In-memory timers (setTimeout, node-schedule, node-cron) do not survive deploys or restarts. BullMQ solves this with Redis and workers, but adds infrastructure for what is fundamentally a timing problem.

Posthook handles the scheduling. One API call to schedule a hook from any Express route handler, and the delivery arrives at an Express endpoint when the time comes. No Redis, no workers, no polling loop.

Install

npm install @posthook/node

Create the client:

import Posthook from '@posthook/node';

const posthook = new Posthook(process.env.POSTHOOK_API_KEY, {
  signingKey: process.env.POSTHOOK_SIGNING_KEY,
});

Schedule a hook

When an order is placed, schedule a payment timeout check for 30 minutes later:

app.post('/orders', async (req, res) => {
  const order = await db.createOrder(req.body);

  await posthook.hooks.schedule({
    path: '/webhooks/order-timeout',
    postIn: '30m',
    data: { orderId: order.id },
  });

  res.json({ orderId: order.id });
});

The hook is persisted by Posthook. It survives deploys, restarts, and scaling events.

Receive the delivery

The handler uses route-level express.raw() for signature verification, checks state, and decides whether to act:

import { SignatureVerificationError } from '@posthook/node';

app.post('/webhooks/order-timeout', express.raw({ type: '*/*' }), async (req, res) => {
  let delivery;
  try {
    delivery = posthook.signatures.parseDelivery(req.body.toString(), req.headers);
  } catch (err) {
    if (err instanceof SignatureVerificationError) {
      return res.status(401).json({ error: err.message });
    }
    return res.status(500).json({ error: 'Internal error' });
  }

  const order = await db.getOrder(delivery.data.orderId);

  if (order.status !== 'pending') {
    // Already paid, cancelled, or expired — safe to skip
    return res.json({ status: 'skipped' });
  }

  await db.expireOrder(order.id);
  await notifyCustomer(order, 'payment_timeout');
  res.json({ status: 'expired' });
});

The express.raw({ type: '*/*' }) middleware is applied to this route only, so req.body is a raw Buffer. The .toString() converts it to the string that parseDelivery expects for signature verification. Your other routes can use express.json() normally.

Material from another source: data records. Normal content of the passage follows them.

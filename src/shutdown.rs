use tracing::{error, info};

#[cfg(unix)]
use tokio::signal::unix::{signal, SignalKind};

/// Wait for a termination signal
#[cfg(unix)]
pub async fn wait_for_signal() {
    // Handle SIGTERM (sent by service managers when stopping)
    let mut sigterm = match signal(SignalKind::terminate()) {
        Ok(sigterm) => sigterm,
        Err(e) => {
            error!("Failed to create SIGTERM signal handler: {}", e);
            return wait_for_ctrl_c().await;
        }
    };

    tokio::select! {
        _ = sigterm.recv() => {
            info!("Received SIGTERM signal, initiating graceful shutdown");
        }
        _ = tokio::signal::ctrl_c() => {
            info!("Received SIGINT signal, initiating graceful shutdown");
        }
    }
}

/// Wait for a termination signal
#[cfg(not(unix))]
pub async fn wait_for_signal() {
    wait_for_ctrl_c().await
}

async fn wait_for_ctrl_c() {
    match tokio::signal::ctrl_c().await {
        Ok(()) => info!("Received Ctrl+C signal, initiating graceful shutdown"),
        Err(e) => {
            error!("Failed to listen for Ctrl+C: {}", e);
            // Without a signal source, run until the process is killed
            std::future::pending::<()>().await
        }
    }
}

The state check makes this handler idempotent. Posthook guarantees at-least-once delivery. The handler may receive the same delivery more than once. Since it checks order.status before acting, duplicates resolve as no-ops.

Retry override for time-sensitive work

Payment timeouts are more critical than marketing reminders. Use retryOverride to get more aggressive retries without changing project defaults:

await posthook.hooks.schedule({
  path: '/webhooks/order-timeout',
  postIn: '30m',
  data: { orderId: order.id },
  retryOverride: {
    minRetries: 5,
    delaySecs: 10,
    strategy: 'exponential',
    backoffFactor: 2.0,
    maxDelaySecs: 300,
  },
});

This hook retries up to 5 times with exponential backoff (10s, 20s, 40s, 80s, 160s) while other hooks in the project use the default strategy. Per-hook retry overrides are set at scheduling time.

Local development

Use the Posthook CLI to forward hook deliveries to your local Express server. No deploy, no public URL:

npx posthook listen --forward http://localhost:3000

The CLI connects via WebSocket and forwards each delivery as an HTTP POST to your local server with the same headers and payload as production. Your handler’s response determines the outcome: 200 means delivered, 202 starts an async hook flow, and anything else triggers a retry. Retries work the same way as in production, with the same backoff and attempt limits.